BEST-SELLING author Janice Galloway has expressed frustration as a sheriff judgement revealed her ex-lover was released on stalking charges 13 days after behaviour that would have normally led to compulsory hospital detention.

Concert pianist Graeme McNaught walked free from court in October despite being found to have acted in a threatening and abusive manner towards her.

Six months later, another sheriff decided to make no order over separate charges as psychiatrists said McNaught had shown no evidence of symptoms of mental disorder after treatment.

In a detailed transcript of that judgement, Sheriff Marie Smart said the jury was satisfied that when he had committed the acts he was "not criminally responsible for them due to suffering severe mental illness".

However, Sheriff Smart's judgement also reveals that 13 days before the October ruling, unknown to those in charge of his care, he had made an "impulsive decision" to resign his post in the piano department of the Royal Conservatoire of Scotland which he had held for 24 years.
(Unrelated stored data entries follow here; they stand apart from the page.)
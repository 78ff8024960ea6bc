// ============================================
// Utility Matrix
// ============================================
//
// Sparse user x song matrix in CSR layout. A cell is "rated" iff the
// matrix stores an entry for it; stored values may be exactly 0.0, so
// numeric zero is never used as the "unrated" marker.

use crate::models::Interaction;
use crate::services::IndexMapper;
use ndarray::Array1;
use sprs::CsMat;
use std::collections::BTreeMap;
use tracing::{debug, warn};

#[derive(Debug, Clone)]
pub struct RatingMatrix {
    ratings: CsMat<f64>,
}

impl RatingMatrix {
    /// Assemble a CSR matrix from cells sorted by (row, column) with no
    /// duplicate coordinates.
    pub(crate) fn from_sorted_cells(
        num_rows: usize,
        num_cols: usize,
        cells: impl IntoIterator<Item = ((usize, usize), f64)>,
    ) -> Self {
        let mut indptr = Vec::with_capacity(num_rows + 1);
        let mut indices = Vec::new();
        let mut data = Vec::new();

        indptr.push(0);
        let mut row = 0;
        for ((cell_row, column), value) in cells {
            while row < cell_row {
                indptr.push(indices.len());
                row += 1;
            }
            indices.push(column);
            data.push(value);
        }
        while row < num_rows {
            indptr.push(indices.len());
            row += 1;
        }

        if data.is_empty() {
            return Self {
                ratings: CsMat::zero((num_rows, num_cols)),
            };
        }

        Self {
            ratings: CsMat::new((num_rows, num_cols), indptr, indices, data),
        }
    }

    pub fn shape(&self) -> (usize, usize) {
        self.ratings.shape()
    }

    pub fn num_users(&self) -> usize {
        self.ratings.rows()
    }

    pub fn num_items(&self) -> usize {
        self.ratings.cols()
    }

    /// Number of stored (rated) cells
    pub fn nnz(&self) -> usize {
        self.ratings.nnz()
    }

    pub fn get(&self, user: usize, item: usize) -> Option<f64> {
        if user >= self.num_users() || item >= self.num_items() {
            return None;
        }
        self.ratings.get(user, item).copied()
    }

    pub fn is_present(&self, user: usize, item: usize) -> bool {
        self.get(user, item).is_some()
    }

    /// Stored entries of a row as (item, value), in ascending item order
    pub fn row_entries(&self, user: usize) -> impl Iterator<Item = (usize, f64)> + '_ {
        let range = if user < self.num_users() {
            self.ratings.indptr().outer_inds_sz(user)
        } else {
            0..0
        };
        let indices = &self.ratings.indices()[range.clone()];
        let data = &self.ratings.data()[range];
        indices.iter().copied().zip(data.iter().copied())
    }

    pub fn row_len(&self, user: usize) -> usize {
        self.row_entries(user).count()
    }

    /// Row as a dense vector; unrated cells read as 0.0
    pub fn dense_row(&self, user: usize) -> Array1<f64> {
        let mut row = Array1::zeros(self.num_items());
        for (item, value) in self.row_entries(user) {
            row[item] = value;
        }
        row
    }

    pub fn as_csr(&self) -> &CsMat<f64> {
        &self.ratings
    }
}

/// Build the utility matrix from raw interactions.
///
/// Duplicate (user, song) pairs keep the last rating ingested.
pub fn build_utility_matrix<U: Ord + Clone, I: Ord + Clone>(
    interactions: &[Interaction<U, I>],
    users: &IndexMapper<U>,
    items: &IndexMapper<I>,
) -> RatingMatrix {
    let mut cells: BTreeMap<(usize, usize), f64> = BTreeMap::new();
    let mut unmapped = 0usize;

    for interaction in interactions {
        match (users.index_of(&interaction.user), items.index_of(&interaction.item)) {
            (Some(user), Some(item)) => {
                cells.insert((user, item), interaction.rating);
            }
            _ => unmapped += 1,
        }
    }

    if unmapped > 0 {
        warn!(unmapped, "Interactions without a mapped user or song were skipped");
    }

    let matrix = RatingMatrix::from_sorted_cells(users.len(), items.len(), cells);

    debug!(
        num_users = matrix.num_users(),
        num_items = matrix.num_items(),
        nnz = matrix.nnz(),
        "Utility matrix built"
    );

    matrix
}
And in a development that has stunned Ms Galloway, the sheriff said that Mr McNaught's psychiatrist acknowledged that had she been aware of his decision to resign and a failure to take medication, she would have arranged to have had him compulsorily detained in hospital for treatment.

The sheriff said: "No action more clearly highlights the extreme decline in your mental health than your decision to resign your post. It is obvious you were in no fit state to make any rational decision at the time far less one so momentous."
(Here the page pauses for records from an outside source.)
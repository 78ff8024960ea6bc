use std::collections::BTreeSet;

/// Dense zero-based coordinates for a set of identifiers.
///
/// Identifiers are deduplicated and assigned indices in ascending order, so
/// the mapping does not depend on the order records were ingested in.
/// Example: users `[1008, 1001, 1008]` map to `{1001: 0, 1008: 1}`.
#[derive(Debug, Clone, PartialEq, Eq)]
pub struct IndexMapper<K> {
    keys: Vec<K>,
}

impl<K: Ord + Clone> IndexMapper<K> {
    pub fn from_keys(keys: impl IntoIterator<Item = K>) -> Self {
        let distinct: BTreeSet<K> = keys.into_iter().collect();
        Self {
            keys: distinct.into_iter().collect(),
        }
    }

    pub fn index_of(&self, key: &K) -> Option<usize> {
        self.keys.binary_search(key).ok()
    }

    pub fn key_of(&self, index: usize) -> Option<&K> {
        self.keys.get(index)
    }

    pub fn keys(&self) -> &[K] {
        &self.keys
    }

    pub fn len(&self) -> usize {
        self.keys.len()
    }

    pub fn is_empty(&self) -> bool {
        self.keys.is_empty()
    }
}

impl<K: Ord + Clone> Default for IndexMapper<K> {
    fn default() -> Self {
        Self { keys: Vec::new() }
    }
}
//! # dogfood-client
//!
//! The client-side delivery core: the send pipeline, the status
//! synchronizer (including staggered backlog presentation), the per-view
//! reconciliation cache, and the conversation view context that ties them to
//! a change-feed subscription.
//!
//! The crate is UI-agnostic. A rendering layer consumes [`ClientEvent`]s via
//! the observer registry and reports presentation completion back through
//! [`view::ConversationView::presentation_complete`].

pub mod cache;
pub mod events;
pub mod observer;
pub mod optimistic;
pub mod ping;
pub mod send;
pub mod sync;
pub mod view;

pub use cache::ReconciliationCache;
pub use events::ClientEvent;
pub use observer::{ObserverId, ObserverRegistry};
pub use send::{OutboundMessage, SendPipeline};
pub use sync::{BacklogConfig, BacklogHandle, StatusSynchronizer};
pub use view::ConversationView;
Ms Galloway, author of novels such as The Trick is to Keep Breathing, Foreign Parts and Blood, said: "The whole thing is messed up. The real oddity about it all is the way none of this is joined up when some crimes, particularly stalking, require a history to make any sense at all."
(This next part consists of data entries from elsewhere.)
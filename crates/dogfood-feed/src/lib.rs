//! # dogfood-feed
//!
//! The Change Feed contract: an at-least-once notification stream of message
//! inserts and updates, scoped by link. The platform's CDC stream is a black
//! box; consumers must tolerate duplicates and must not assume any ordering
//! across distinct events, even for the same message id.
//!
//! [`LocalFeed`] is the in-process implementation used by the self-hosted
//! server and by tests.

pub mod local;

mod error;

use std::future::Future;

use tokio::sync::mpsc;

use dogfood_shared::{LinkId, Message};

pub use error::FeedError;
pub use local::LocalFeed;

/// A single change notification.
#[derive(Debug, Clone)]
pub enum ChangeEvent {
    /// A new message row was inserted.
    Inserted(Message),
    /// An existing row changed (status transition).
    Updated(Message),
}

impl ChangeEvent {
    pub fn message(&self) -> &Message {
        match self {
            Self::Inserted(m) | Self::Updated(m) => m,
        }
    }

    pub fn link_id(&self) -> LinkId {
        self.message().link_id
    }
}

/// A live subscription to one link's change stream.
///
/// Events arrive on [`Subscription::recv`]. Dropping the subscription tears
/// it down; the feed stops routing events to it.
pub struct Subscription {
    events: mpsc::Receiver<ChangeEvent>,
}

impl Subscription {
    pub(crate) fn new(events: mpsc::Receiver<ChangeEvent>) -> Self {
        Self { events }
    }

    /// Wait for the next change event. Returns `None` once the feed side has
    /// closed the stream.
    pub async fn recv(&mut self) -> Option<ChangeEvent> {
        self.events.recv().await
    }

    /// Non-blocking poll, used by synchronous view code.
    pub fn try_recv(&mut self) -> Option<ChangeEvent> {
        self.events.try_recv().ok()
    }
}

/// Callback invoked when the transport's session needs renewing. The core
/// registers a hook instead of embedding transport-specific refresh logic.
pub type ReauthHook = Box<dyn Fn() + Send + Sync>;

/// At-least-once notification stream of message inserts/updates.
pub trait ChangeFeed: Send + Sync {
    /// Open a subscription for one link's change events.
    fn subscribe(
        &self,
        link_id: LinkId,
    ) -> impl Future<Output = Result<Subscription, FeedError>> + Send;

    /// Register a hook to run whenever the underlying transport needs its
    /// session re-authenticated. Implementations that never re-authenticate
    /// (such as [`LocalFeed`]) simply hold the hook without calling it.
    fn on_reauth_needed(&self, hook: ReauthHook);
}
She earlier called for a shake-up of the legal system after Mr McNaught, 55, was freed with no order imposed on May 1, 30 days after being acquitted of stalking on grounds of insanity.

In the first case which concluded on October 20, Mr McNaught was found to have carried out the acts after an examination of facts hearing at Hamilton Sheriff Court. But he was not convicted of any offence and faced no court-imposed orders.

The sheriff in the October case had to rely on section 57(2) of the 1995 Criminal Procedure (Scotland) Act which states the court may make a number of orders, including a supervision and treatment order, a compulsion order requiring detention in hospital or a guardianship order.

None of the psychiatric reports submitted recommended the use of a supervision and treatment order or any other section 57 order as he was responding to voluntary treatment.

Anti-stalking campaigners are known to to be concerned at how psychiatrists' reports are carried out in stalking cases.

Sheriff Smart's commentary reveals that when Mr McNaught's brother asked why he was resigning he said he wanted to apply for the post of Head of Strings at the Conservatoire.

When his brother pointed out he did not even play a string instrument Mr McNaught is said to have replied that pianos had strings.

Sheriff Smart said he was at the time "using social media in a reckless manner and you gave an interview to the press, which you would otherwise consider unwise and untrue". She said he had limited recollection of those events.

Mr McNaught told The Herald on October 21, the day after he was freed, that he had visited Ms Galloway's home near Uddingston the previous day to deliver a brown envelope containing a pink A4 sheet "offering friendship" and then left in a taxi.

The incident formed the basis of one of the fresh stalking allegations against him.

Four days after he walked free in the October case, Mr McNaught was detained on fresh charges and a police officer described his behaviour as "delusional".

He was detained in HMP Addiewell until his admission to Stobhill Hospital on November 7, 2014 to assess and treat his illness.

In deciding to make no order in the latest case, Sheriff Smart told Mr McNaught: "Your mental state is stable and you have been reliably taking your medication."